## What you have to do
The result should be every line that contains the word "push", taken from the material.

## Raw data
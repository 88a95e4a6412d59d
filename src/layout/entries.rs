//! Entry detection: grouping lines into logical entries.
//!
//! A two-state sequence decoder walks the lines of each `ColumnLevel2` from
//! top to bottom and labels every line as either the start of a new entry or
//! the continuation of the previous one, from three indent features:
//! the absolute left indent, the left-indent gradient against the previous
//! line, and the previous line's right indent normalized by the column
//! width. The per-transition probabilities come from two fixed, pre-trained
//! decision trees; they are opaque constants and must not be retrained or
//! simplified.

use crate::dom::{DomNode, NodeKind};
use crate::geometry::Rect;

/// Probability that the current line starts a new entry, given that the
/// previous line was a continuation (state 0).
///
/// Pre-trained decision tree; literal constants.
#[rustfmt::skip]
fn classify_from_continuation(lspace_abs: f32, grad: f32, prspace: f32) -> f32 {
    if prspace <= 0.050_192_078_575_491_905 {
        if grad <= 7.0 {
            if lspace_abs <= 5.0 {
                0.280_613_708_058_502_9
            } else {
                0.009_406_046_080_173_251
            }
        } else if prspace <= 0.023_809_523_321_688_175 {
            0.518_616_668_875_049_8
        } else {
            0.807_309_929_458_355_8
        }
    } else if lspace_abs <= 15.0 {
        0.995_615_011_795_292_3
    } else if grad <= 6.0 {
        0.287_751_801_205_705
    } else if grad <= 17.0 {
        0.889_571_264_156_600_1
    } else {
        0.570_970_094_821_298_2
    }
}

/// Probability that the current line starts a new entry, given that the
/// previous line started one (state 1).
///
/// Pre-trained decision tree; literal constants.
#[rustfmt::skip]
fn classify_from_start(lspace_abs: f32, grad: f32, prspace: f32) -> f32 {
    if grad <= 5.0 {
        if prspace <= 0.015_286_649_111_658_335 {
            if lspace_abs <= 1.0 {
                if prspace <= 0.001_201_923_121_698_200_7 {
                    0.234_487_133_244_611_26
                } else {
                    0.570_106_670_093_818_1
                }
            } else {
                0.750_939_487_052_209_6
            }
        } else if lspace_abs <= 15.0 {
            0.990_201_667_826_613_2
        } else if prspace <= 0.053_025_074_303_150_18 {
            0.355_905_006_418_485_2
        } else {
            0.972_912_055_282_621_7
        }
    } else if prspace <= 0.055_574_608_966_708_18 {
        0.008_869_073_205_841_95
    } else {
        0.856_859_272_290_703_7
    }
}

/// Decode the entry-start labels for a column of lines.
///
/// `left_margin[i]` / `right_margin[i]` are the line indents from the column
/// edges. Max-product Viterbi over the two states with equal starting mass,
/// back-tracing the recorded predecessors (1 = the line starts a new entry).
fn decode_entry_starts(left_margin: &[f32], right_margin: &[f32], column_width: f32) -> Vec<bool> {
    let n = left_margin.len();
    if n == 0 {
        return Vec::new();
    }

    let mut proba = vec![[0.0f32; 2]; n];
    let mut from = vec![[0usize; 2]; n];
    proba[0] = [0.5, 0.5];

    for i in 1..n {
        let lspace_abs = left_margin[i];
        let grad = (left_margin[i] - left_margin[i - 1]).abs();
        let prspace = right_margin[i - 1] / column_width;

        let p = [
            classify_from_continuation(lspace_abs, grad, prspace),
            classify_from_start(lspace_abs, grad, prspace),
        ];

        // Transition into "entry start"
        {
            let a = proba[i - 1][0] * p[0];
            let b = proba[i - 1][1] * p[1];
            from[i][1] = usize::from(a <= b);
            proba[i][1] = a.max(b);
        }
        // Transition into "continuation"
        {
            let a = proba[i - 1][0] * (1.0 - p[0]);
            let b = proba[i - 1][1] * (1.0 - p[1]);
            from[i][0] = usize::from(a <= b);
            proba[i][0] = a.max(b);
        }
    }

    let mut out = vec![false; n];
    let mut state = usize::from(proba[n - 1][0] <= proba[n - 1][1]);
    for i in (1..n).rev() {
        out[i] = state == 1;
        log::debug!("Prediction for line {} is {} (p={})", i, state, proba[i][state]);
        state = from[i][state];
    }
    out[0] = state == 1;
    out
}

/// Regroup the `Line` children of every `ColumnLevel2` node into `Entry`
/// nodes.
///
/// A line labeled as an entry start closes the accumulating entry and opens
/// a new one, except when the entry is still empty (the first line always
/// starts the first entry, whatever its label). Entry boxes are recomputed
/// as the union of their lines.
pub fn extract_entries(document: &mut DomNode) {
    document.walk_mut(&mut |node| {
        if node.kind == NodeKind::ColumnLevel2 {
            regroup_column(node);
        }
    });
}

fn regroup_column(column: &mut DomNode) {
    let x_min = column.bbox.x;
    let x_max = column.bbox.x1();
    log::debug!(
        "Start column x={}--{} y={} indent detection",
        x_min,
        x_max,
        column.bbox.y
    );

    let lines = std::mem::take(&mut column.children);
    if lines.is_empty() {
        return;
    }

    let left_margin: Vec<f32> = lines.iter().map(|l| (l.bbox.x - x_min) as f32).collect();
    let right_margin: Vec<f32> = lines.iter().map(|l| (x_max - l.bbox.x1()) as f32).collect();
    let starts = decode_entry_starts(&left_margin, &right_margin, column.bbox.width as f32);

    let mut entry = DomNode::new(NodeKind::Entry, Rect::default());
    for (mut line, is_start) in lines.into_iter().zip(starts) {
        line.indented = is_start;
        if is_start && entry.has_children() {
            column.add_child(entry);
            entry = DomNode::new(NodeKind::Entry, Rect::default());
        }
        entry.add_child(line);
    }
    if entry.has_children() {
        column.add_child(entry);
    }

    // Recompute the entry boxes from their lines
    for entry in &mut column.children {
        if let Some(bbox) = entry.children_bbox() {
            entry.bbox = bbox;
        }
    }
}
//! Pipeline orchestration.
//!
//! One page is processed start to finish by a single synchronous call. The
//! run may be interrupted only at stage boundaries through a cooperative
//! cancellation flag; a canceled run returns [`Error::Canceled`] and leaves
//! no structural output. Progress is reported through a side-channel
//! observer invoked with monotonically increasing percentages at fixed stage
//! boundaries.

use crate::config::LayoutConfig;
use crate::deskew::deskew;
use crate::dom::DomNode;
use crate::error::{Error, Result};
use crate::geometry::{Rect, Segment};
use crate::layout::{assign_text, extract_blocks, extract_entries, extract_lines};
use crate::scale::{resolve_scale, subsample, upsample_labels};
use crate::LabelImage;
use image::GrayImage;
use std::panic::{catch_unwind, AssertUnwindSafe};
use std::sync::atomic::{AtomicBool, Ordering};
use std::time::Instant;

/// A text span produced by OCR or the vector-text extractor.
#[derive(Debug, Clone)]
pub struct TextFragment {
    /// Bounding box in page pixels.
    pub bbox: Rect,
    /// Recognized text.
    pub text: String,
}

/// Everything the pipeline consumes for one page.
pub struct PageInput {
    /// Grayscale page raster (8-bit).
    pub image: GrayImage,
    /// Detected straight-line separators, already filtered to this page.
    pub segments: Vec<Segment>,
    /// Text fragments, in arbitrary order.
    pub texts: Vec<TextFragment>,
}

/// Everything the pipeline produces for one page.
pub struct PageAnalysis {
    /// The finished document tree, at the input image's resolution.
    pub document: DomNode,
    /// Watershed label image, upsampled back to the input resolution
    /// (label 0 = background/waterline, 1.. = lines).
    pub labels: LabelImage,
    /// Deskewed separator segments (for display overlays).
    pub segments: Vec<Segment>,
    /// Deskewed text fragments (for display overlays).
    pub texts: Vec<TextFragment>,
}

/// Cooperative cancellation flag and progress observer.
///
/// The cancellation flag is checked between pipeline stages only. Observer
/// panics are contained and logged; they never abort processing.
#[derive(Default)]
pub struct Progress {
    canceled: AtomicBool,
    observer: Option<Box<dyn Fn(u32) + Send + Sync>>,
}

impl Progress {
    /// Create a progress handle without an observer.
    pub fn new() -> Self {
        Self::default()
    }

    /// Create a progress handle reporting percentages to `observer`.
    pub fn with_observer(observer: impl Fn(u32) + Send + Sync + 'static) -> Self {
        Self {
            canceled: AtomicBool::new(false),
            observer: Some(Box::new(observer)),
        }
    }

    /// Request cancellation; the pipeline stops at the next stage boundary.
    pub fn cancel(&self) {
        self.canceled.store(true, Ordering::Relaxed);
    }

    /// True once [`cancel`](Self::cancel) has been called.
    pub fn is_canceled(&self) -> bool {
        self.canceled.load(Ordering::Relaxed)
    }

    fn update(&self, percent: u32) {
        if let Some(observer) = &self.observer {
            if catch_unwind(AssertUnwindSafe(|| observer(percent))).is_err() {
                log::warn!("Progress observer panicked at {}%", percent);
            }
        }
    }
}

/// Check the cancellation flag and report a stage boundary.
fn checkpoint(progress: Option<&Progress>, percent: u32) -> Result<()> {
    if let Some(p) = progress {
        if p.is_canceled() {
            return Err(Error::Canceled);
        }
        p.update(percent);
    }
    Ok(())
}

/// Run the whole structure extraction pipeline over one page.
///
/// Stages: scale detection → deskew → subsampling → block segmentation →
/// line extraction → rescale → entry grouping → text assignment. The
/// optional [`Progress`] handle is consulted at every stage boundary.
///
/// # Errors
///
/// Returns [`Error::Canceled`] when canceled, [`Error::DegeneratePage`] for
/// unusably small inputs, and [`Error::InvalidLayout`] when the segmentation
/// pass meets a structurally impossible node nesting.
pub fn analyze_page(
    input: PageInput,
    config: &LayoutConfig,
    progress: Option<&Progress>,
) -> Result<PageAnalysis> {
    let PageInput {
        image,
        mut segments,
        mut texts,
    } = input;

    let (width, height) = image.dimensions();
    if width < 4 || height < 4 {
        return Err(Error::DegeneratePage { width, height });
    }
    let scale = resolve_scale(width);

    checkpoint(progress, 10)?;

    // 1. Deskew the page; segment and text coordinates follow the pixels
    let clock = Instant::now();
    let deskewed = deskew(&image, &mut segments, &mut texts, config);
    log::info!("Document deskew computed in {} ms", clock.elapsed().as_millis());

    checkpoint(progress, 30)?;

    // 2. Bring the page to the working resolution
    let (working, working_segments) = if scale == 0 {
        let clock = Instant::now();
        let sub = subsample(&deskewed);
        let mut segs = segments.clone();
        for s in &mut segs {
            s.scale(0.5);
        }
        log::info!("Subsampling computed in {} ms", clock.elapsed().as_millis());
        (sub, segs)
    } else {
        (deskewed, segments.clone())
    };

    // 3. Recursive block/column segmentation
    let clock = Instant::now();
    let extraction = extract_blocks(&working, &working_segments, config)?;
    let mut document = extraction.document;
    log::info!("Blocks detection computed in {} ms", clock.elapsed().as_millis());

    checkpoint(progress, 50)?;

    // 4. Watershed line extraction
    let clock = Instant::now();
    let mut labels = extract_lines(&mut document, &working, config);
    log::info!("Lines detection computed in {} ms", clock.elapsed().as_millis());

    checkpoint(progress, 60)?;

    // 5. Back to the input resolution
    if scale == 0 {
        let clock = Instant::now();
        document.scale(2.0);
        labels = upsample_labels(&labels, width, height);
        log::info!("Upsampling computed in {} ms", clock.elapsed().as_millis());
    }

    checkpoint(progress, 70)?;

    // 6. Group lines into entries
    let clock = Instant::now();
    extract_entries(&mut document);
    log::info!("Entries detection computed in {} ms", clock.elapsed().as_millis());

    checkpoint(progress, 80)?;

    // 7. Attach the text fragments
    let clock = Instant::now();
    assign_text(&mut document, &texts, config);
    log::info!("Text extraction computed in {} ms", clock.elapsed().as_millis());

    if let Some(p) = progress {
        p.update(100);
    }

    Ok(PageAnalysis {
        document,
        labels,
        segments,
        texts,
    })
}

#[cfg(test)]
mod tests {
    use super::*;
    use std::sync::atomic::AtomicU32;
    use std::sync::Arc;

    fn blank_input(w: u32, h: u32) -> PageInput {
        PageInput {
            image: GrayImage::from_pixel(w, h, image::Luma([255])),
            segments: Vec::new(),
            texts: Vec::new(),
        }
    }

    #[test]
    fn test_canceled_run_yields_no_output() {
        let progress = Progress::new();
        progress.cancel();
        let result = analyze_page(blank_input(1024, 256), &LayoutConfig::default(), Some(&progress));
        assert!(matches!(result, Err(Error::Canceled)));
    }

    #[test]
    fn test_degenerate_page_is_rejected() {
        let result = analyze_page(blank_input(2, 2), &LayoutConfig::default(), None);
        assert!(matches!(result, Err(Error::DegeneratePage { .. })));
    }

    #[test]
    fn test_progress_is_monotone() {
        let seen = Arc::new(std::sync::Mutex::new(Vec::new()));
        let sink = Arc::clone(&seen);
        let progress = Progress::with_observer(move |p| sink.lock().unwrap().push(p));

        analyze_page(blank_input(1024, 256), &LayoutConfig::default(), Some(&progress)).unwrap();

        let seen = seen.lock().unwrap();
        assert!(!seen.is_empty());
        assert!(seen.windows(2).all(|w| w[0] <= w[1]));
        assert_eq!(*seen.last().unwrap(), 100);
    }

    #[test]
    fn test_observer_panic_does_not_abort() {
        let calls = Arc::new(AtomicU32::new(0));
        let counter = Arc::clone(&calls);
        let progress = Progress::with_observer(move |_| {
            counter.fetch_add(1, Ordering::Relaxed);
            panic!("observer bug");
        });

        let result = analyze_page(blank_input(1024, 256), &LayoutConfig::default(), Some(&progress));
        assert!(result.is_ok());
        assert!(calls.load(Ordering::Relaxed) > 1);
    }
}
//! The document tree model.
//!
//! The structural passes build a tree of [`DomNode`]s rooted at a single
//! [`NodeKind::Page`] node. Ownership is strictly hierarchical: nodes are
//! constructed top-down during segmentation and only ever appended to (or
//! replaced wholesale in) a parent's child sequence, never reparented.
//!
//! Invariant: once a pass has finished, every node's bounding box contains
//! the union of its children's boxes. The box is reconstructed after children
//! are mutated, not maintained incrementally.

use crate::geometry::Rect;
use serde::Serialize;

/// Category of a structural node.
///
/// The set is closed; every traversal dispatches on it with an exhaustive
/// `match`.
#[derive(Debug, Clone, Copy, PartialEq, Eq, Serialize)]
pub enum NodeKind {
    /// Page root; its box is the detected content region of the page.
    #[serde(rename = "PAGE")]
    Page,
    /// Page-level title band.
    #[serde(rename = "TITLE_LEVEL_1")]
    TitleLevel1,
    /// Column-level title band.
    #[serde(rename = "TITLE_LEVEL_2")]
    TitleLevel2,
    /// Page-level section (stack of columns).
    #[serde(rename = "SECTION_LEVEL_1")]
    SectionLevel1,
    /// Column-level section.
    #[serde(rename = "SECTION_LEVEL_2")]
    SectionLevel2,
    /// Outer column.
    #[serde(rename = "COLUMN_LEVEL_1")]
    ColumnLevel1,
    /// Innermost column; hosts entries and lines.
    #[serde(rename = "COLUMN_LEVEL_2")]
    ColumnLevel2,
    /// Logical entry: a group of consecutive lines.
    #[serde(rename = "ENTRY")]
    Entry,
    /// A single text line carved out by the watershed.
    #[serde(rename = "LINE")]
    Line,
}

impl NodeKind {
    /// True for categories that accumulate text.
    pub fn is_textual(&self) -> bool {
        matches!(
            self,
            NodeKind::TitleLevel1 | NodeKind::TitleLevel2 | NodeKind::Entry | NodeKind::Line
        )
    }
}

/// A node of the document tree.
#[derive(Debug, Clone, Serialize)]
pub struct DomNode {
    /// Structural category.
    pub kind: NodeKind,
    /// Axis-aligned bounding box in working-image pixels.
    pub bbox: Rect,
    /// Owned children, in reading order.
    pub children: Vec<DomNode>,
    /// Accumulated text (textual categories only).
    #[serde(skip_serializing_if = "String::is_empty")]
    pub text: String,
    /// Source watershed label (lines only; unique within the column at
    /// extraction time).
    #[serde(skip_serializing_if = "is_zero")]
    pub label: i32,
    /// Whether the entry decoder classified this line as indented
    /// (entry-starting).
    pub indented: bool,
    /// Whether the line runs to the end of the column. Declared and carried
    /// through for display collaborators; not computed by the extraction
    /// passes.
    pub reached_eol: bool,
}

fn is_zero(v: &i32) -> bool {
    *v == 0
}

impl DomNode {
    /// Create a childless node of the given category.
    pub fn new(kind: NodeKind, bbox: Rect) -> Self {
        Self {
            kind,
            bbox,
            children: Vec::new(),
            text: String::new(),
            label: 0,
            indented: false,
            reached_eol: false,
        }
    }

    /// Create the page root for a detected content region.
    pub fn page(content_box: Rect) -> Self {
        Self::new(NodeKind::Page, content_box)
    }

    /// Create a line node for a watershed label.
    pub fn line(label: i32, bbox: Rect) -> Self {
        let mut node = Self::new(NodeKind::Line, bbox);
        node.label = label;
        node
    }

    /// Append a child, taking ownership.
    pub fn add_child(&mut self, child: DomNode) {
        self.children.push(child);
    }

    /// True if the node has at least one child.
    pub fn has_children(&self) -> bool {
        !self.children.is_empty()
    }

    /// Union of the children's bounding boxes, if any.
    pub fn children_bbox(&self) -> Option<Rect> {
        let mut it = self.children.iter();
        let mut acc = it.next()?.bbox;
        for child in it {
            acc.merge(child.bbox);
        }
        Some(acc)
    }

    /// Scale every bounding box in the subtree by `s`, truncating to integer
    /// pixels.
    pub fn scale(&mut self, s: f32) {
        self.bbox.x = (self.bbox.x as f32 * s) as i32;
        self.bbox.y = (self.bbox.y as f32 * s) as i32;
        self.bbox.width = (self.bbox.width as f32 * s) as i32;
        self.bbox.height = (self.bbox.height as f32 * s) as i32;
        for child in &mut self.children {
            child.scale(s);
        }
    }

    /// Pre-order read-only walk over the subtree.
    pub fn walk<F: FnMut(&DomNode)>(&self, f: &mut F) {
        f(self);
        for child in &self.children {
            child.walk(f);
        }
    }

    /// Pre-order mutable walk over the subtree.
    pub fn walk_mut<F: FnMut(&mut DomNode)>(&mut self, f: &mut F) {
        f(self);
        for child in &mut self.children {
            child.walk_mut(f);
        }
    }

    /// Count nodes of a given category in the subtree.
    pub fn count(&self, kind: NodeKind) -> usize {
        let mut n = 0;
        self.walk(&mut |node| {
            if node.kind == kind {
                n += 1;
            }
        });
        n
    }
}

* * *

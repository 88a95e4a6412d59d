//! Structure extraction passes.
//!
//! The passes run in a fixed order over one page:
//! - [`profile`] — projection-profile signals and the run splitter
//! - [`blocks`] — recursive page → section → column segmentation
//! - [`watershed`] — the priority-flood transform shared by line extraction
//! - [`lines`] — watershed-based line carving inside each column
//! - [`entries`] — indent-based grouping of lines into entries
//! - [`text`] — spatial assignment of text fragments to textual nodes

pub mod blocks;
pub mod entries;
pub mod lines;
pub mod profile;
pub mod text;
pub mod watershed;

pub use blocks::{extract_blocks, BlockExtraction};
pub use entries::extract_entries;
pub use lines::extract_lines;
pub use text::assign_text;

==

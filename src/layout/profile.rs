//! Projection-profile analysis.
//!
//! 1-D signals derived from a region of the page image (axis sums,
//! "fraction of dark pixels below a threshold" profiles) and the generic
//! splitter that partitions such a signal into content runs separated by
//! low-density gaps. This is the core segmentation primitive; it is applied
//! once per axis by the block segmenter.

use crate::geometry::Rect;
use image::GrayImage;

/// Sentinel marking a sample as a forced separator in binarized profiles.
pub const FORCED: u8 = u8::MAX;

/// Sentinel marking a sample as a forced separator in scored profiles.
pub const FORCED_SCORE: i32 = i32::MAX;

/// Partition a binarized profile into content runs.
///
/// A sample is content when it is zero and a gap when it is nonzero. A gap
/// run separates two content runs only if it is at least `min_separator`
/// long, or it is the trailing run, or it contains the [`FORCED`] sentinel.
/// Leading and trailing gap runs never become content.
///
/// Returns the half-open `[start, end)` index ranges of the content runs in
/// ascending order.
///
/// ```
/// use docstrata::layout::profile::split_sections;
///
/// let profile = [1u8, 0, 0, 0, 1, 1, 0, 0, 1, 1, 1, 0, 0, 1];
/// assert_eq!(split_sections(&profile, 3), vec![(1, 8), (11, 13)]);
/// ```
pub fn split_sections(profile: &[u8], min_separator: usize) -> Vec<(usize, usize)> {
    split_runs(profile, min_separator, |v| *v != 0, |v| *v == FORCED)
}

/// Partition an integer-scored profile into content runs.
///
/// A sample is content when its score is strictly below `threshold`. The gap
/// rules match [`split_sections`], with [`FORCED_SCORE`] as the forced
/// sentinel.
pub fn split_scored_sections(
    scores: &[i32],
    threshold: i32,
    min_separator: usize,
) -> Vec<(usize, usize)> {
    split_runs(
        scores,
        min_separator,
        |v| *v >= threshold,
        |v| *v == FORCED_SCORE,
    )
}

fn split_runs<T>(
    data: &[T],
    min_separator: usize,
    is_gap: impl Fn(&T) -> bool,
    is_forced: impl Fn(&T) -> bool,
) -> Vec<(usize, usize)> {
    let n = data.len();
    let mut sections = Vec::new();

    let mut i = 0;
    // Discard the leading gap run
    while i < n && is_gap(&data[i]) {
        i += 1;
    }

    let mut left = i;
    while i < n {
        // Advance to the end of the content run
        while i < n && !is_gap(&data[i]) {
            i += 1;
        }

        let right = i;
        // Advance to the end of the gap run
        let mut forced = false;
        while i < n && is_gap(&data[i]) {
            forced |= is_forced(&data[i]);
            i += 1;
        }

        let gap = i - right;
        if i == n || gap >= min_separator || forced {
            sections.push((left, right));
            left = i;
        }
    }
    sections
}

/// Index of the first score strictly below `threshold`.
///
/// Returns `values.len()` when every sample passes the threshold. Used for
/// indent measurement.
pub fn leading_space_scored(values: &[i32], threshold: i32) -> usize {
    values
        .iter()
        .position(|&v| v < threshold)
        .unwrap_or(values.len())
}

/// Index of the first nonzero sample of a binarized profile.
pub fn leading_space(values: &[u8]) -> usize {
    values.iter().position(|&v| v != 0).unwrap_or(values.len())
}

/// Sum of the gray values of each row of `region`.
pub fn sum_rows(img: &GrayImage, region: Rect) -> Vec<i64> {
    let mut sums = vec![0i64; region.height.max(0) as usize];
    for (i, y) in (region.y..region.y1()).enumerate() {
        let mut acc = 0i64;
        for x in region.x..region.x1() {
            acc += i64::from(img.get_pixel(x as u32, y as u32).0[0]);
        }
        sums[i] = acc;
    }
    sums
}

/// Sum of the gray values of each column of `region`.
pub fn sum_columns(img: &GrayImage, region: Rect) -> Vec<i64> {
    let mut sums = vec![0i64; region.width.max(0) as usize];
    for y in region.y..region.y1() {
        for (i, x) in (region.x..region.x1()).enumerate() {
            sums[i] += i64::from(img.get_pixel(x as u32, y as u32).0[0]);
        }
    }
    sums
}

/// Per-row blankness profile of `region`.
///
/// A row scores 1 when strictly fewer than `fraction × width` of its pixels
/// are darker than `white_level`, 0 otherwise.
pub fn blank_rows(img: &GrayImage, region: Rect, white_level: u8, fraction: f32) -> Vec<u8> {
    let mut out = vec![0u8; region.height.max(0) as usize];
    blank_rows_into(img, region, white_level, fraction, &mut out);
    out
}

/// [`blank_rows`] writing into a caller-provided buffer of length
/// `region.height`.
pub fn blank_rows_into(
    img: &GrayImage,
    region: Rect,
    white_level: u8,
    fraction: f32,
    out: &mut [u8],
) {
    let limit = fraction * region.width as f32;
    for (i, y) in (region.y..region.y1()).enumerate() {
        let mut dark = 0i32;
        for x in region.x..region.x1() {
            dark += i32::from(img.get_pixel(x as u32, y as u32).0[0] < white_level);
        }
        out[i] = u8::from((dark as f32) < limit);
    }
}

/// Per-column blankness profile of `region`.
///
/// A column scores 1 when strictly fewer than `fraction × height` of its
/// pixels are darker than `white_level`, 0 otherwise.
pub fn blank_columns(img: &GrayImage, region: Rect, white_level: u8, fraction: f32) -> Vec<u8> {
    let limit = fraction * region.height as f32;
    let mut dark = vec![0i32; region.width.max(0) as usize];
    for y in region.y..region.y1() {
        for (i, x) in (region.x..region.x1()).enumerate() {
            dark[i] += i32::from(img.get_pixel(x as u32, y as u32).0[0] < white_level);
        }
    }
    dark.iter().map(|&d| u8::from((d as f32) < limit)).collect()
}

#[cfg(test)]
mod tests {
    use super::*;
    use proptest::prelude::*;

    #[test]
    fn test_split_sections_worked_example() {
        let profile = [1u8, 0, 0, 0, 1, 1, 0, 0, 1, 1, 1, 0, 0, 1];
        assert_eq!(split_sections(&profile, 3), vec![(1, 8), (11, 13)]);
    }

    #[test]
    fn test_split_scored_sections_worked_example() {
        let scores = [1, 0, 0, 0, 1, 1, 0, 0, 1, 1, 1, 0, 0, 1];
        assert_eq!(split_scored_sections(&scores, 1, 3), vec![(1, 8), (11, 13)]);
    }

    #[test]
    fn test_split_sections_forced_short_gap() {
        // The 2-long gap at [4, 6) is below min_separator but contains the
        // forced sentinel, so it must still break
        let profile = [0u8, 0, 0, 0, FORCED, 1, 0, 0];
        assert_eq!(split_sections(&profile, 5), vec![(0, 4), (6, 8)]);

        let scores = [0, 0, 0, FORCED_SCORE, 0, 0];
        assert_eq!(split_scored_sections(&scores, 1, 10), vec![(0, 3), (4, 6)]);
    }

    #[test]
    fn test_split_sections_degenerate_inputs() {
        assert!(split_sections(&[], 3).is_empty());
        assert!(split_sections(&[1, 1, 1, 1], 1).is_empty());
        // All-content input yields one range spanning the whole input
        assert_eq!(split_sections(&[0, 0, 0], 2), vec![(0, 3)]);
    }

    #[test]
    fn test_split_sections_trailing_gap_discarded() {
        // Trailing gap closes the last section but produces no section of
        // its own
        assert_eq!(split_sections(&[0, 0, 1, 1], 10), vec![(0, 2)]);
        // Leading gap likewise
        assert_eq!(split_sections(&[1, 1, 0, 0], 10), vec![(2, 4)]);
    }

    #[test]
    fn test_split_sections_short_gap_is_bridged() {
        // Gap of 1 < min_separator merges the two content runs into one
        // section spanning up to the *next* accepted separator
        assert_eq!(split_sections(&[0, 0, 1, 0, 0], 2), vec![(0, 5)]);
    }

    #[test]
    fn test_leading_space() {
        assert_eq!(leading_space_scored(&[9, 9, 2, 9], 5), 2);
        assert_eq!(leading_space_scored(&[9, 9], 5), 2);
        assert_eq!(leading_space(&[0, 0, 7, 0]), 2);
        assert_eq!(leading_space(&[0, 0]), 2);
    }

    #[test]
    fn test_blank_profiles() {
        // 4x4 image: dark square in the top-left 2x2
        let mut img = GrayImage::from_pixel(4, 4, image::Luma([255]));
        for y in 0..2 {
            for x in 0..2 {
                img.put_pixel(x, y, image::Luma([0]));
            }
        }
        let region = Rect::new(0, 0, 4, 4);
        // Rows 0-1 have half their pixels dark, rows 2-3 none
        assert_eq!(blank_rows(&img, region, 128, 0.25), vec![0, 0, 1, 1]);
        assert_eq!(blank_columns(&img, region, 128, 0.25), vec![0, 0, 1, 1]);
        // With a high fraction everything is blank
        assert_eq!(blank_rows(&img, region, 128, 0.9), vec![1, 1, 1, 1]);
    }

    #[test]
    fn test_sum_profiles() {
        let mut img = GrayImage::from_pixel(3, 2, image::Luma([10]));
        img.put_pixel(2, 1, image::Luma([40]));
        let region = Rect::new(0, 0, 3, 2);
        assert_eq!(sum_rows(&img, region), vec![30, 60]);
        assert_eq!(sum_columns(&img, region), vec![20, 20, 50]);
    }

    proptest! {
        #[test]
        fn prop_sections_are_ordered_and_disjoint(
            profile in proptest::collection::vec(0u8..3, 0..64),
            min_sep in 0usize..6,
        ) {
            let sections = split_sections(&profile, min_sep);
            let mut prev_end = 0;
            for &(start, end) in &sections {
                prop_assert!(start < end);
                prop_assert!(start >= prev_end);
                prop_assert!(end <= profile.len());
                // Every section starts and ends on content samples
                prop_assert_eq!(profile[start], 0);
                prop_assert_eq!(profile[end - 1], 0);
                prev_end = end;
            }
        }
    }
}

## Answer section
        let progress = Progress::with_observer(move |p| sink.lock().unwrap().push(p));
        self.children.push(child);
            sections.push((left, right));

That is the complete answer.